It all began with the valedictory session on 15 September, 2022 for Abdu Aboki, the most recent Justice to retire from the Supreme Court, where the CJN complained that his exit had “drastically depleted” the ranks of the Bench of the Court from the constitutional ceiling of 21 to 13. When they began the year, the CJN lamented, they were 17.

From the Body of Senior Advocates of Nigeria, BOSAN, the reaction was swift and immediate. On behalf of the Body, Onomigbo Okpoko, SAN, claimed that the complaint of the CJN was self-inflicted, because of an appointment process that “appears to have been designed and operated to exclude good and competent Lawyers from being appointed Justices of appellate courts.”

The response of the BOSAN regrettably missed the point as it was premised on a failure to pause for a diagnosis of the ailment, rather defaulting to a Nigerian fixation with quick fixes anchored on a philosophy of allocation. Before proceeding to prescribe a cure, therefore, it is important to unbundle the cause(s) of the rapid attrition in the Supreme Court. 

Of the departures from the court since 2019, at least four have been premature. Of the four, two Justices died while two Chief Justices (no less) took early retirement. Three of these four would still have been in service, which would have obviated any need for the CJN’s lamentations. 

Matters Arising 

One issue is health and wellbeing in the court.
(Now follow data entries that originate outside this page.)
impl Expr {
    // -------------------------------------------------------------------------
    // Atoms
    // -------------------------------------------------------------------------

    pub fn integer(n: i64) -> Self {
        Self::new(ExprKind::Number(Rational::from_i64(n)))
    }

    pub fn rational(r: Rational) -> Self {
        Self::new(ExprKind::Number(r))
    }

    /// `n / d`; a zero denominator gives complex infinity.
    pub fn frac(n: i64, d: i64) -> Self {
        match Rational::frac(n, d) {
            Some(r) => Self::rational(r),
            None => Self::complex_infinity(),
        }
    }

    pub fn float(value: f64) -> Self {
        Self::new(ExprKind::Float(Real(value)))
    }

    pub fn numeric(n: Numeric) -> Self {
        match n {
            Numeric::Exact(r) => Self::rational(r),
            Numeric::Approx(f) => Self::float(f),
        }
    }

    pub fn zero() -> Self {
        Self::integer(0)
    }

    pub fn one() -> Self {
        Self::integer(1)
    }

    pub fn neg_one() -> Self {
        Self::integer(-1)
    }

    pub fn half() -> Self {
        Self::frac(1, 2)
    }

    pub fn symbol(name: impl AsRef<str>) -> Self {
        Self::from_symbol(Symbol::new(name))
    }

    pub fn from_symbol(s: Symbol) -> Self {
        Self::new(ExprKind::Symbol(s))
    }

    pub fn constant(c: Constant) -> Self {
        Self::new(ExprKind::Constant(c))
    }

    pub fn pi() -> Self {
        Self::constant(Constant::Pi)
    }

    pub fn e() -> Self {
        Self::constant(Constant::E)
    }

    pub fn imaginary_unit() -> Self {
        Self::constant(Constant::I)
    }

    pub fn complex_infinity() -> Self {
        Self::constant(Constant::ComplexInfinity)
    }

    // -------------------------------------------------------------------------
    // Arithmetic
    // -------------------------------------------------------------------------

    /// Create a sum, flattening nested sums, folding numbers and collecting like terms.
    pub fn sum(terms: Vec<Expr>) -> Self {
        let mut flat = Vec::with_capacity(terms.len());
        for t in terms {
            match t.kind() {
                ExprKind::Sum(inner) => flat.extend(inner.iter().cloned()),
                _ => flat.push(t),
            }
        }

        let mut constant = Numeric::zero();
        let mut collected: BTreeMap<Expr, Numeric> = BTreeMap::new();
        for t in flat {
            match t.kind() {
                ExprKind::Number(r) => constant = constant.add(&Numeric::Exact(r.clone())),
                ExprKind::Float(f) => constant = constant.add(&Numeric::Approx(f.0)),
                ExprKind::Constant(Constant::ComplexInfinity) => {
                    return Self::complex_infinity();
                }
                _ => {
                    let (c, rest) = t.as_coeff_mul();
                    match collected.entry(rest) {
                        Entry::Vacant(v) => {
                            v.insert(c);
                        }
                        Entry::Occupied(mut o) => {
                            let acc = o.get().add(&c);
                            o.insert(acc);
                        }
                    }
                }
            }
        }

        let mut out = Vec::with_capacity(collected.len() + 1);
        if !constant.is_zero() {
            out.push(Self::numeric(constant));
        }
        for (rest, c) in collected {
            if !c.is_zero() {
                out.push(Self::scaled(c, rest));
            }
        }
        match out.len() {
            0 => Self::zero(),
            1 => out.swap_remove(0),
            _ => Self::new(ExprKind::Sum(out)),
        }
    }

    /// `c * rest` where `rest` is already a canonical, coefficient-free term.
    fn scaled(c: Numeric, rest: Expr) -> Self {
        if c.is_one() {
            return rest;
        }
        let mut factors = vec![Self::numeric(c)];
        match rest.kind() {
            ExprKind::Product(fs) => factors.extend(fs.iter().cloned()),
            _ => factors.push(rest),
        }
        Self::new(ExprKind::Product(factors))
    }

    /// Create a product, flattening nested products, folding the numeric
    /// coefficient and adding exponents of equal bases.
    pub fn product(factors: Vec<Expr>) -> Self {
        let mut flat = Vec::with_capacity(factors.len());
        for f in factors {
            match f.kind() {
                ExprKind::Product(inner) => flat.extend(inner.iter().cloned()),
                _ => flat.push(f),
            }
        }

        let mut coeff = Numeric::one();
        let mut infinite = false;
        // base -> (summed exponent, the untouched factor while the base is seen once)
        let mut bases: BTreeMap<Expr, (Expr, Option<Expr>)> = BTreeMap::new();
        for f in flat {
            match f.kind() {
                ExprKind::Number(r) => coeff = coeff.mul(&Numeric::Exact(r.clone())),
                ExprKind::Float(v) => coeff = coeff.mul(&Numeric::Approx(v.0)),
                ExprKind::Constant(Constant::ComplexInfinity) => infinite = true,
                _ => {
                    let (base, exp) = f.as_base_exp();
                    match bases.entry(base) {
                        Entry::Vacant(v) => {
                            v.insert((exp, Some(f)));
                        }
                        Entry::Occupied(mut o) => {
                            let (acc, original) = o.get_mut();
                            *acc = Self::sum(vec![acc.clone(), exp]);
                            *original = None;
                        }
                    }
                }
            }
        }
        if infinite {
            return Self::complex_infinity();
        }
        if coeff.is_zero() {
            return Self::numeric(coeff);
        }

        let mut out: Vec<Expr> = Vec::with_capacity(bases.len());
        for (base, (exp, original)) in bases {
            let built = match original {
                Some(f) => f,
                None => Self::pow(base, exp),
            };
            match built.kind() {
                ExprKind::Number(r) => coeff = coeff.mul(&Numeric::Exact(r.clone())),
                ExprKind::Float(v) => coeff = coeff.mul(&Numeric::Approx(v.0)),
                ExprKind::Product(inner) => {
                    for g in inner {
                        match g.as_numeric() {
                            Some(n) => coeff = coeff.mul(&n),
                            None => out.push(g.clone()),
                        }
                    }
                }
                _ => out.push(built),
            }
        }
        if coeff.is_zero() {
            return Self::numeric(coeff);
        }
        out.sort_by(expr_cmp);

        if !coeff.is_one()
            && out.len() == 1
            && let ExprKind::Sum(terms) = out[0].kind()
        {
            let c = Self::numeric(coeff);
            return Self::sum(
                terms
                    .iter()
                    .map(|t| Self::product(vec![c.clone(), t.clone()]))
                    .collect(),
            );
        }

        match (coeff.is_one(), out.len()) {
            (_, 0) => Self::numeric(coeff),
            (true, 1) => out.swap_remove(0),
            (true, _) => Self::new(ExprKind::Product(out)),
            (false, _) => {
                out.insert(0, Self::numeric(coeff));
                Self::new(ExprKind::Product(out))
            }
        }
    }

    /// Create `base ** exp`, evaluating what can be evaluated exactly.
    pub fn pow(base: Expr, exp: Expr) -> Self {
        if exp.is_zero() {
            return Self::one();
        }
        if exp.is_one() || base.is_one() {
            return base;
        }
        match (base.kind(), exp.kind()) {
            (ExprKind::Number(b), ExprKind::Number(e)) => {
                if let Some(v) = rational_pow(b, e) {
                    return v;
                }
            }
            (ExprKind::Float(_), _) | (_, ExprKind::Float(_))
                if base.is_number() && exp.is_number() =>
            {
                let (bv, ev) = (
                    base.as_numeric().map_or(f64::NAN, |n| n.to_f64()),
                    exp.as_numeric().map_or(f64::NAN, |n| n.to_f64()),
                );
                if bv >= 0.0 || ev.fract() == 0.0 {
                    return Self::float(bv.powf(ev));
                }
            }
            (ExprKind::Constant(Constant::I), ExprKind::Number(e)) => {
                if let Some(n) = e.to_i64() {
                    return match n.rem_euclid(4) {
                        0 => Self::one(),
                        1 => Self::imaginary_unit(),
                        2 => Self::neg_one(),
                        _ => Self::product(vec![Self::neg_one(), Self::imaginary_unit()]),
                    };
                }
            }
            (ExprKind::Constant(Constant::ComplexInfinity), ExprKind::Number(e)) => {
                return if e.is_positive() {
                    Self::complex_infinity()
                } else {
                    Self::zero()
                };
            }
            (ExprKind::Constant(Constant::E), ExprKind::Function { name, args })
                if name.name() == "log" && args.len() == 1 =>
            {
                return args[0].clone();
            }
            (ExprKind::Pow(b1, e1), ExprKind::Number(e)) if e.is_integer() => {
                return Self::pow(b1.clone(), Self::product(vec![e1.clone(), exp.clone()]));
            }
            (ExprKind::Product(factors), ExprKind::Number(e)) => {
                if e.is_integer() {
                    return Self::product(
                        factors
                            .iter()
                            .map(|f| Self::pow(f.clone(), exp.clone()))
                            .collect(),
                    );
                }
                if let Some(c) = factors[0].as_rational()
                    && c.is_positive()
                {
                    let rest = if factors.len() == 2 {
                        factors[1].clone()
                    } else {
                        Self::new(ExprKind::Product(factors[1..].to_vec()))
                    };
                    return Self::product(vec![
                        Self::pow(factors[0].clone(), exp.clone()),
                        Self::pow(rest, exp),
                    ]);
                }
            }
            _ => {}
        }
        Self::new(ExprKind::Pow(base, exp))
    }

    pub fn sub_expr(a: Expr, b: Expr) -> Self {
        Self::sum(vec![a, Self::negate(b)])
    }

    pub fn div_expr(a: Expr, b: Expr) -> Self {
        Self::product(vec![a, Self::pow(b, Self::neg_one())])
    }

    pub fn negate(a: Expr) -> Self {
        Self::product(vec![Self::neg_one(), a])
    }

    pub fn recip(a: Expr) -> Self {
        Self::pow(a, Self::neg_one())
    }

    pub fn exp(arg: Expr) -> Self {
        Self::pow(Self::e(), arg)
    }

    pub fn sqrt(arg: Expr) -> Self {
        Self::pow(arg, Self::half())
    }

    /// Apply a named function. Built-in names are validated and may evaluate
    /// on the spot (`sin(0) = 0`, `log(E) = 1`); other names stay undefined.
    pub fn func(name: &str, args: Vec<Expr>) -> Self {
        crate::functions::apply(name, args)
    }

    pub fn func1(name: &str, arg: Expr) -> Self {
        Self::func(name, vec![arg])
    }

    /// Function node without evaluation.
    pub(crate) fn func_raw(name: &str, args: Vec<Expr>) -> Self {
        Self::new(ExprKind::Function {
            name: Symbol::new(name),
            args,
        })
    }

    // -------------------------------------------------------------------------
    // Structural constructs
    // -------------------------------------------------------------------------

    pub fn relation(op: RelOp, lhs: Expr, rhs: Expr) -> Self {
        Self::new(ExprKind::Relation { op, lhs, rhs })
    }

    /// `lhs = rhs`
    pub fn equation(lhs: Expr, rhs: Expr) -> Self {
        Self::relation(RelOp::Eq, lhs, rhs)
    }

    pub fn tuple(items: Vec<Expr>) -> Self {
        Self::new(ExprKind::Tuple(items))
    }

    /// Unevaluated derivative. Orders of zero are dropped and repeated
    /// variables merged; no variables left returns the inner expression.
    pub fn derivative(inner: Expr, vars: Vec<(Symbol, u32)>) -> Self {
        let mut merged: Vec<(Symbol, u32)> = Vec::with_capacity(vars.len());
        for (v, n) in vars {
            if n == 0 {
                continue;
            }
            match merged.last_mut() {
                Some((last, count)) if *last == v => *count += n,
                _ => merged.push((v, n)),
            }
        }
        if merged.is_empty() {
            return inner;
        }
        Self::new(ExprKind::Derivative {
            inner,
            vars: merged,
        })
    }

    /// Unevaluated integral.
    pub fn integral(integrand: Expr, var: Symbol, bounds: Option<(Expr, Expr)>) -> Self {
        Self::new(ExprKind::Integral {
            integrand,
            var,
            bounds,
        })
    }
}
use std::fmt;

use anyhow::{bail, Context, Result};
use secrecy::{ExposeSecret, SecretString};

use crate::rates::ProviderName;

/// A single provider credential. The app id is query-string authentication
/// material, so it is held behind [`SecretString`] and never printed.
#[derive(Clone)]
pub struct Credential {
    app_id: SecretString,
}

impl Credential {
    pub fn new(app_id: impl Into<String>) -> Self {
        Self {
            app_id: SecretString::from(app_id.into()),
        }
    }

    pub fn app_id(&self) -> &str {
        self.app_id.expose_secret()
    }
}

impl fmt::Debug for Credential {
    fn fmt(&self, f: &mut fmt::Formatter<'_>) -> fmt::Result {
        f.debug_struct("Credential")
            .field("app_id", &"[redacted]")
            .finish()
    }
}

/// Name of the environment variable holding the app ids for a provider,
/// e.g. `OPENEXCHANGERATES_APP_IDS`.
pub fn env_var_name(provider: ProviderName) -> String {
    format!("{}_APP_IDS", provider.to_string().to_uppercase())
}

/// Reads the colon-separated app-id list for a provider from the
/// environment, one credential per app id, in the order configured.
pub fn from_env(provider: ProviderName) -> Result<Vec<Credential>> {
    let variable = env_var_name(provider);
    let raw = std::env::var(&variable)
        .with_context(|| format!("Environment variable {variable} is not set"))?;

    let credentials: Vec<Credential> = raw
        .split(':')
        .filter(|app_id| !app_id.is_empty())
        .map(Credential::new)
        .collect();

    if credentials.is_empty() {
        bail!("Environment variable {variable} holds no app ids");
    }
    Ok(credentials)
}
use std::path::{Path, PathBuf};

use tracing::{error, info};

use super::models::TaskReport;
use super::store::{RateStore, StoreError};

/// Copy every row of `source` into `target` through the insert-or-ignore
/// write path. Returns the number of rows actually inserted.
pub fn copy_rates(target: &Path, source: &Path) -> Result<usize, StoreError> {
    let source_store = RateStore::open(source)?;
    let mut target_store = RateStore::open(target)?;
    target_store.put_rates(source_store.read_all()?)
}

/// Fold one or more source stores into the target, idempotently and
/// order-independently. A source that fails to merge is reported and does
/// not block the remaining sources.
pub fn merge_stores(target: &Path, sources: &[PathBuf]) -> Vec<TaskReport> {
    sources
        .iter()
        .map(|source| {
            info!(source = %source.display(), target = %target.display(), "merging rates");
            match copy_rates(target, source) {
                Ok(inserted) => {
                    info!(source = %source.display(), inserted, "merge complete");
                    TaskReport::success(format!(
                        "successful merge from {} to {}",
                        source.display(),
                        target.display()
                    ))
                }
                Err(cause) => {
                    error!(source = %source.display(), cause = %cause, "merge failed");
                    TaskReport::failure(format!(
                        "failed to merge {} into {}",
                        source.display(),
                        target.display()
                    ))
                }
            }
        })
        .collect()
}
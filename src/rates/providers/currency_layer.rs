//! currencylayer historical USD rates.
//!
//! One GET per `(date, account)` against the historical endpoint,
//! authenticated with an `access_key` query parameter. Quotes come back
//! keyed as `USDEUR`, `USDGBP`, ... with the source currency prefixed; the
//! prefix is stripped before the map is returned. Failures carry
//! `success: false` and a nested error object.

use std::collections::HashMap;

use chrono::NaiveDate;
use serde::Deserialize;
use tracing::warn;

use crate::credentials::Credential;
use crate::rates::client::ApiClient;
use crate::rates::models::USD;
use crate::rates::provider::RateApi;

const CURRENCY_LAYER_BASE_URL: &str = "https://api.currencylayer.com";

#[derive(Debug, Deserialize)]
struct VendorError {
    info: Option<String>,
}

#[derive(Debug, Deserialize)]
struct HistoricalResponse {
    success: bool,
    source: Option<String>,
    quotes: Option<HashMap<String, f64>>,
    error: Option<VendorError>,
}

#[derive(Debug, Deserialize)]
struct ListResponse {
    success: bool,
    currencies: Option<HashMap<String, String>>,
    error: Option<VendorError>,
}

pub struct CurrencyLayerApi {
    client: ApiClient,
    base_url: String,
}

impl CurrencyLayerApi {
    pub fn new(read_retries: u32) -> Self {
        Self {
            client: ApiClient::new(read_retries),
            base_url: CURRENCY_LAYER_BASE_URL.to_string(),
        }
    }

    /// Point the integration at a different server (tests).
    pub fn with_base_url(mut self, base_url: impl Into<String>) -> Self {
        self.base_url = base_url.into();
        self
    }

    fn parse_historical(response: HistoricalResponse) -> Option<HashMap<String, f64>> {
        if !response.success {
            let info = response
                .error
                .and_then(|error| error.info)
                .unwrap_or_else(|| "unknown".to_string());
            warn!(info, "currencylayer rejected the request");
            return None;
        }
        let source = response.source?;
        if source != USD {
            warn!(source, "currencylayer response not pivoted on USD");
            return None;
        }
        let quotes = response.quotes?;
        Some(
            quotes
                .into_iter()
                .filter_map(|(pair, rate)| {
                    pair.strip_prefix(&source)
                        .map(|symbol| (symbol.to_string(), rate))
                })
                .collect(),
        )
    }

    fn parse_list(response: ListResponse) -> Option<Vec<String>> {
        if !response.success {
            let info = response
                .error
                .and_then(|error| error.info)
                .unwrap_or_else(|| "unknown".to_string());
            warn!(info, "currencylayer rejected the currency listing request");
            return None;
        }
        Some(response.currencies?.into_keys().collect())
    }
}

#[async_trait::async_trait]
impl RateApi for CurrencyLayerApi {
    async fn historical(
        &self,
        credential: &Credential,
        date: NaiveDate,
        symbols: &[String],
    ) -> Option<HashMap<String, f64>> {
        let url = format!("{}/historical", self.base_url);
        let query = [
            ("access_key", credential.app_id().to_string()),
            ("date", date.to_string()),
            ("source", USD.to_string()),
            ("currencies", symbols.join(",")),
        ];
        match self.client.get_json::<HistoricalResponse>(&url, &query).await {
            Ok(response) => Self::parse_historical(response),
            Err(error) => {
                warn!(error = %error, "currencylayer historical fetch failed");
                None
            }
        }
    }

    async fn currencies(&self, credential: &Credential) -> Option<Vec<String>> {
        let url = format!("{}/list", self.base_url);
        let query = [("access_key", credential.app_id().to_string())];
        match self.client.get_json::<ListResponse>(&url, &query).await {
            Ok(response) => Self::parse_list(response),
            Err(error) => {
                warn!(error = %error, "currencylayer currency listing failed");
                None
            }
        }
    }

    fn name(&self) -> &str {
        "currencylayer"
    }
}
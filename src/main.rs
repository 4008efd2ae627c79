use std::collections::HashMap;
use std::path::PathBuf;

use anyhow::Result;
use chrono::NaiveDate;
use clap::{Parser, Subcommand};
use tracing_subscriber::EnvFilter;

use ratebook::config::{default_config_path, Config};
use ratebook::credentials;
use ratebook::rates::{
    create_store, delete_store, download_rates, merge_stores, setup_store, Bid, CurrencyConverter,
    DownloadOptions, ProviderName, RateProvider,
};

#[derive(Parser)]
#[command(name = "ratebook")]
#[command(about = "Historical currency exchange rate store and downloader")]
struct Cli {
    /// Path to config file
    #[arg(short, long)]
    config: Option<PathBuf>,

    #[command(subcommand)]
    command: Command,
}

#[derive(Subcommand)]
enum Command {
    /// Create an empty rate store
    Create { path: PathBuf },

    /// Delete a rate store
    Delete { path: PathBuf },

    /// Create a rate store, optionally seeded from another store
    Setup {
        path: PathBuf,
        /// Store to read data from
        #[arg(long)]
        src: Option<PathBuf>,
    },

    /// Merge rates from other stores into an existing store
    Merge {
        path: PathBuf,
        /// Stores to read data from
        #[arg(long = "src", required = true)]
        src: Vec<PathBuf>,
    },

    /// Download rates from external providers into an existing store
    Download {
        path: PathBuf,
        /// Providers to use, in priority order
        #[arg(long, value_delimiter = ',', required = true)]
        providers: Vec<ProviderName>,
        /// First date to download rates for
        #[arg(long)]
        begin_date: NaiveDate,
        /// One past the last date to download rates for
        #[arg(long)]
        end_date: NaiveDate,
        /// Currencies to download; all available if not specified
        #[arg(long, value_delimiter = ',')]
        symbols: Option<Vec<String>>,
        /// Days downloaded per batch
        #[arg(long)]
        batch_size: Option<u32>,
        /// Seconds to sleep between batches
        #[arg(long)]
        read_delay: Option<u64>,
        /// Retries on a failed request
        #[arg(long)]
        read_retries: Option<u32>,
    },

    /// Resolve one exchange rate through the store and configured provider
    Convert {
        path: PathBuf,
        #[arg(long)]
        date: NaiveDate,
        #[arg(long)]
        base: String,
        #[arg(long)]
        quote: String,
    },
}

fn init_tracing() {
    tracing_subscriber::fmt()
        .with_env_filter(EnvFilter::try_from_default_env().unwrap_or_else(|_| EnvFilter::new("info")))
        .init();
}

#[tokio::main]
async fn main() -> Result<()> {
    init_tracing();

    let cli = Cli::parse();
    let config_path = cli.config.unwrap_or_else(default_config_path);
    let config = Config::load_or_default(&config_path)?;

    match cli.command {
        Command::Create { path } => {
            create_store(&path)?;
        }
        Command::Delete { path } => {
            delete_store(&path)?;
        }
        Command::Setup { path, src } => {
            setup_store(&path, src.as_deref())?;
        }
        Command::Merge { path, src } => {
            let reports = merge_stores(&path, &src);
            let failures = reports.iter().filter(|report| report.error).count();
            if failures > 0 {
                anyhow::bail!("{failures} of {} merges failed", reports.len());
            }
        }
        Command::Download {
            path,
            providers,
            begin_date,
            end_date,
            symbols,
            batch_size,
            read_delay,
            read_retries,
        } => {
            let mut provider_credentials = HashMap::new();
            for provider in &providers {
                provider_credentials.insert(*provider, credentials::from_env(*provider)?);
            }
            let options = DownloadOptions {
                providers,
                credentials: provider_credentials,
                begin_date,
                end_date,
                symbols,
                batch_size: batch_size.unwrap_or(config.download.batch_size),
                read_delay: read_delay.unwrap_or(config.download.read_delay),
                read_retries: read_retries.unwrap_or(config.download.read_retries),
            };
            let summary = download_rates(&path, &options).await?;
            println!(
                "downloaded {} days ({} failed), merged {} batches",
                summary.days.len(),
                summary.failed_days(),
                summary.merges.len()
            );
        }
        Command::Convert {
            path,
            date,
            base,
            quote,
        } => {
            let provider = RateProvider::build(
                config.rates.provider,
                credentials::from_env(config.rates.provider)?,
                config.rates.read_retries,
            );
            let mut converter = CurrencyConverter::open(&path, provider)?;
            let bid = Bid::new(date, &base, &quote);
            let rates = converter.convert(std::slice::from_ref(&bid)).await?;
            println!("{} {}/{} = {}", date, bid.base, bid.quote, rates[0]);
        }
    }

    Ok(())
}
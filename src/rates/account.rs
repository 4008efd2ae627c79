use chrono::{DateTime, Duration, Utc};

use crate::credentials::Credential;

/// Consecutive failures after which an account is skipped.
pub const OPEN_AFTER_FAILURES: u64 = 3;

/// How long after the last success an account stays skipped. Once the last
/// success is older than this, the account becomes eligible again regardless
/// of its failure streak.
pub fn retry_cooldown() -> Duration {
    Duration::hours(1)
}

/// One provider credential together with its access history. Created once
/// per configured credential at provider construction and mutated on every
/// access attempt for the life of the process.
#[derive(Debug, Clone)]
pub struct Account {
    credential: Credential,
    pub successful_accesses: u64,
    pub failed_accesses: u64,
    pub subsequent_successes: u64,
    pub subsequent_failures: u64,
    pub last_access: Option<DateTime<Utc>>,
    pub last_successful_access: Option<DateTime<Utc>>,
    pub last_failed_access: Option<DateTime<Utc>>,
}

impl Account {
    pub fn new(credential: Credential) -> Self {
        Self {
            credential,
            successful_accesses: 0,
            failed_accesses: 0,
            subsequent_successes: 0,
            subsequent_failures: 0,
            last_access: None,
            last_successful_access: None,
            last_failed_access: None,
        }
    }

    pub fn credential(&self) -> &Credential {
        &self.credential
    }

    pub fn register_success(&mut self, now: DateTime<Utc>) {
        self.subsequent_failures = 0;
        self.subsequent_successes += 1;
        self.successful_accesses += 1;
        self.last_successful_access = Some(now);
        self.last_access = Some(now);
    }

    pub fn register_failure(&mut self, now: DateTime<Utc>) {
        self.subsequent_successes = 0;
        self.subsequent_failures += 1;
        self.failed_accesses += 1;
        self.last_failed_access = Some(now);
        self.last_access = Some(now);
    }

    /// Whether the circuit for this account is open (the account is skipped).
    ///
    /// Open requires both a failure streak and a still-recent success; an
    /// account that has never succeeded is always eligible, and one whose
    /// last success is at least the cooldown old is retried no matter how
    /// long its failure streak is.
    pub fn is_open(&self, now: DateTime<Utc>) -> bool {
        self.subsequent_failures >= OPEN_AFTER_FAILURES
            && self
                .last_successful_access
                .is_some_and(|at| now - at < retry_cooldown())
    }
}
In the past year alone, Sylvester Ngwuta, a Justice of the Supreme Court, died at 69 on 7 March 2021. Another, Samuel Oseji, died barely five months later on 28 September, 2021 at 67. In June 2022, it emerged that the Justices of the Supreme Court had written to the then CJN complaining of debilitating failures of health and wellbeing, including non-provision of housing and research assistants. In particular, their letter lamented that there had been no meeting of the Justices over the entire duration of the Covid-19 crisis, pointing out that the standard of healthcare in the court had deteriorated to the point where “there is a general lack of concern for Justices who require immediate or emergency medical intervention”. These complaints naturally raise the possibility that, the rate of mortality as a form of attrition at the Supreme Court is preventable.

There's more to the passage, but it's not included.